DANOS MORAIS. FATO DE ANIMAL. ART. 936 DO
CC/2002.
DEVER DE INDENIZAR RECONHECIDO. CULPA
EXCLUSIVA DA VÍTIMA AFASTADA. É cediço que
o dono ou detentor de animal, responde
objetivamente pelos danos que este causar a
outrem, salvo se comprovada a culpa da vítima ou
força maior. Inteligência do art. 936 do CC/2002,
vigente à época do fato.

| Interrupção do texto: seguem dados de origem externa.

#[cfg(test)]
mod tests {
    use super::*;
    use crate::geometry::Quad;
    use crate::model::Point;
    use crate::recognition::Recognition;
    use image::{Rgb, RgbImage};

    struct Fixture {
        _dir: tempfile::TempDir,
        project: PathBuf,
    }

    impl Fixture {
        fn new() -> Self {
            let dir = tempfile::tempdir().unwrap();
            let project = dir.path().join("a");
            fs::create_dir(&project).unwrap();
            Self { _dir: dir, project }
        }

        fn image(&self, name: &str, width: u32, height: u32) -> PathBuf {
            let path = self.project.join(name);
            RgbImage::from_pixel(width, height, Rgb([200, 200, 200]))
                .save(&path)
                .unwrap();
            path
        }

        fn session(&self) -> Session {
            Session::open(&self.project, AppConfig::new()).unwrap()
        }
    }

    fn rect(label: &str, x: i32, y: i32, w: i32, h: i32) -> Shape {
        Shape::new(
            vec![
                Point::new(x, y),
                Point::new(x + w, y),
                Point::new(x + w, y + h),
                Point::new(x, y + h),
            ],
            label,
            "None",
        )
        .unwrap()
    }

    struct ReadsEverything(&'static str);

    impl OcrEngine for ReadsEverything {
        fn detect(&mut self, _image: &RgbImage) -> Result<Vec<Quad>, RecognitionError> {
            Ok(vec![[
                Point::new(2, 2),
                Point::new(30, 2),
                Point::new(30, 12),
                Point::new(2, 12),
            ]])
        }

        fn recognize(&mut self, _crop: &RgbImage) -> Result<Recognition, RecognitionError> {
            Ok(Recognition::new(self.0, 0.5))
        }
    }

    #[test]
    fn test_save_then_reopen() {
        let fixture = Fixture::new();
        let image = fixture.image("1.jpg", 64, 32);

        let mut session = fixture.session();
        assert_eq!(session.images(), &[image.clone()]);
        session.load_image(&image).unwrap();
        session.shapes_mut().unwrap().push(rect("hi", 0, 0, 10, 10));
        session.save_image().unwrap();
        session.save_all().unwrap();

        let mut reopened = fixture.session();
        assert_eq!(reopened.status().completed, 1);
        let shapes = reopened.load_image(&image).unwrap();
        assert_eq!(shapes.len(), 1);
        assert_eq!(shapes[0].label(), "hi");
    }

    #[test]
    fn test_operations_need_an_image() {
        let fixture = Fixture::new();
        let mut session = fixture.session();
        assert!(matches!(
            session.save_image(),
            Err(SessionError::NoImageLoaded)
        ));
        assert!(matches!(
            session.toggle_lock(&[0]),
            Err(SessionError::NoImageLoaded)
        ));
        assert!(session.shapes().is_empty());
    }

    #[test]
    fn test_locked_shapes_follow_to_next_image() {
        let fixture = Fixture::new();
        let first = fixture.image("1.jpg", 100, 100);
        let second = fixture.image("2.jpg", 200, 50);

        let mut session = fixture.session();
        session.load_image(&first).unwrap();
        session.shapes_mut().unwrap().push(rect("title", 10, 10, 50, 20));
        assert!(session.toggle_lock(&[0]).unwrap());

        let shapes = session.load_image(&second).unwrap();
        assert_eq!(shapes.len(), 1);
        assert_eq!(shapes[0].label(), "");
        assert_eq!(shapes[0].points()[0], Point::new(20, 5));
        assert_eq!(shapes[0].points()[2], Point::new(120, 15));

        session.shapes_mut().unwrap()[0].set_label("other title");
        session.save_image().unwrap();
        let key = ImageKey::from_path(&second).unwrap();
        let stored = session.store().shapes_for(&key).unwrap();
        assert_eq!(stored.len(), 1);
        assert_eq!(stored[0].transcription, "other title");
    }

    #[test]
    fn test_reload_does_not_duplicate_locked_shapes() {
        let fixture = Fixture::new();
        let image = fixture.image("1.jpg", 100, 100);

        let mut session = fixture.session();
        session.load_image(&image).unwrap();
        session.shapes_mut().unwrap().push(rect("keep", 10, 10, 40, 20));
        session.toggle_lock(&[0]).unwrap();
        session.save_image().unwrap();

        let shapes = session.load_image(&image).unwrap();
        assert_eq!(shapes.len(), 1);
        assert_eq!(shapes[0].label(), "keep");
    }

    #[test]
    fn test_revisit_keeps_text_saved_on_locked_box() {
        let fixture = Fixture::new();
        let first = fixture.image("1.jpg", 100, 100);
        let second = fixture.image("2.jpg", 100, 100);
        let third = fixture.image("3.jpg", 100, 100);

        let mut session = fixture.session();
        session.load_image(&first).unwrap();
        session.shapes_mut().unwrap().push(rect("title", 10, 10, 50, 20));
        session.toggle_lock(&[0]).unwrap();

        session.load_image(&second).unwrap();
        session.shapes_mut().unwrap()[0].set_label("foo");
        session.shapes_mut().unwrap()[0].set_key_cls("header");
        session.save_image().unwrap();

        session.load_image(&third).unwrap();
        session.save_image().unwrap();

        let shapes = session.load_image(&second).unwrap();
        assert_eq!(shapes.len(), 1);
        assert_eq!(shapes[0].label(), "foo");
        assert_eq!(shapes[0].key_cls(), "header");
        assert!(shapes[0].is_locked());

        session.save_image().unwrap();
        let key = ImageKey::from_path(&second).unwrap();
        let stored = session.store().shapes_for(&key).unwrap();
        assert_eq!(stored.len(), 1);
        assert_eq!(stored[0].transcription, "foo");
    }

    #[test]
    fn test_deleted_locked_box_is_not_saved_back() {
        let fixture = Fixture::new();
        let first = fixture.image("1.jpg", 100, 100);
        let second = fixture.image("2.jpg", 100, 100);
        let third = fixture.image("3.jpg", 100, 100);

        let mut session = fixture.session();
        session.load_image(&first).unwrap();
        session.shapes_mut().unwrap().push(rect("title", 10, 10, 50, 20));
        session.toggle_lock(&[0]).unwrap();

        session.load_image(&second).unwrap();
        session.shapes_mut().unwrap().clear();
        session.save_image().unwrap();

        let key = ImageKey::from_path(&second).unwrap();
        assert!(session.store().shapes_for(&key).unwrap().is_empty());
        assert!(session.locked().is_empty());

        // The lock ended with the deletion, so nothing follows to the next image
        assert!(session.load_image(&third).unwrap().is_empty());
    }

    #[test]
    fn test_locked_box_on_other_image_saves_its_own_text() {
        let fixture = Fixture::new();
        let first = fixture.image("1.jpg", 100, 100);
        let second = fixture.image("2.jpg", 100, 100);

        let mut session = fixture.session();
        session.load_image(&first).unwrap();
        session.shapes_mut().unwrap().push(rect("title", 10, 10, 50, 20));
        session.toggle_lock(&[0]).unwrap();

        session.load_image(&second).unwrap();
        session.save_image().unwrap();

        let key = ImageKey::from_path(&second).unwrap();
        let stored = session.store().shapes_for(&key).unwrap();
        assert_eq!(stored.len(), 1);
        assert_eq!(stored[0].transcription, "");
    }

    #[test]
    fn test_unlock_clears_ratios() {
        let fixture = Fixture::new();
        let image = fixture.image("1.jpg", 100, 100);

        let mut session = fixture.session();
        session.load_image(&image).unwrap();
        session.shapes_mut().unwrap().push(rect("x", 10, 10, 40, 20));
        assert!(session.toggle_lock(&[0]).unwrap());
        assert!(!session.toggle_lock(&[]).unwrap());
        assert!(session.locked().is_empty());
        assert!(!session.shapes()[0].is_locked());
    }

    #[test]
    fn test_rotate_swaps_dimensions() {
        let fixture = Fixture::new();
        let image = fixture.image("1.jpg", 80, 40);

        let mut session = fixture.session();
        session.load_image(&image).unwrap();
        session.shapes_mut().unwrap().push(rect("x", 40, 20, 20, 10));
        session.toggle_lock(&[0]).unwrap();

        let shapes = session.rotate_image(true).unwrap();
        assert_eq!(shapes[0].points()[0], Point::new(20, 40));
        assert_eq!(session.current_size(), Some((40, 80)));
        assert_eq!(image::image_dimensions(&image).unwrap(), (40, 80));
    }

    #[test]
    fn test_delete_image_forgets_everything() {
        let fixture = Fixture::new();
        let image = fixture.image("1.jpg", 32, 32);

        let mut session = fixture.session();
        session.load_image(&image).unwrap();
        session.shapes_mut().unwrap().push(rect("x", 0, 0, 10, 10));
        session.save_image().unwrap();
        session.delete_image(&image).unwrap();

        assert!(!image.exists());
        assert!(session.images().is_empty());
        assert!(session.current_path().is_none());
        assert_eq!(fs::read_to_string(session.store().label_path()).unwrap(), "");
        assert_eq!(
            fs::read_to_string(session.store().file_state_path()).unwrap(),
            ""
        );
    }

    #[test]
    fn test_auto_then_re_recognize() {
        let fixture = Fixture::new();
        let image = fixture.image("1.jpg", 40, 20);

        let mut session = fixture.session();
        let report = session.auto_recognize(&mut ReadsEverything("auto")).unwrap();
        assert_eq!(report.shapes_stored, 1);

        let shapes = session.load_image(&image).unwrap();
        assert_eq!(shapes[0].label(), "auto");

        let changed = session.re_recognize(&mut ReadsEverything("")).unwrap();
        assert_eq!(changed.changed, 1);
        assert_eq!(session.shapes()[0].label(), "TEMPORARY");
    }

    #[test]
    fn test_export_by_dialect() {
        let fixture = Fixture::new();
        let image = fixture.image("1.jpg", 32, 32);

        let mut session = fixture.session();
        assert!(matches!(
            session.export_detection(&ExportOptions::new()),
            Err(SessionError::Export(ExportError::EmptyExportPrecondition { .. }))
        ));

        session.load_image(&image).unwrap();
        session.shapes_mut().unwrap().push(rect("X", 0, 0, 10, 10));
        session.save_image().unwrap();

        let result = session.export_detection(&ExportOptions::new()).unwrap();
        assert_eq!(result.images_exported, 1);
        assert!(fixture.project.join("det_label.json").exists());

        let result = session.export_current_crops(&ExportOptions::new()).unwrap();
        assert_eq!(result.annotations_exported, 1);
        assert!(fixture.project.join("rec_gt_1.txt").exists());

        assert!(matches!(
            session.export("voc", &ExportOptions::new()),
            Err(SessionError::Export(ExportError::UnknownExporter(_)))
        ));
    }
}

Hipótese em que a autora,
que contava com seis anos de idade à época dos
fatos, ao estar brincando em área comum do
condomínio, foi atacada pelo cão de propriedade
do réu, resultando em lesões que necessitou de
sutura com 28 pontos, além do inegável prejuízo
estético. Culpa exclusiva da vítima não
reconhecida. Sentença mantida.
DANO
MORAL.
DESNECESSIDADE
DE
COMPROVAÇÃO. O prejuízo moral, in casu, é
corolário lógico do pavor e da dor física
experimentada pela autora, que foi atacada por um
cachorro reconhecidamente de grande porte.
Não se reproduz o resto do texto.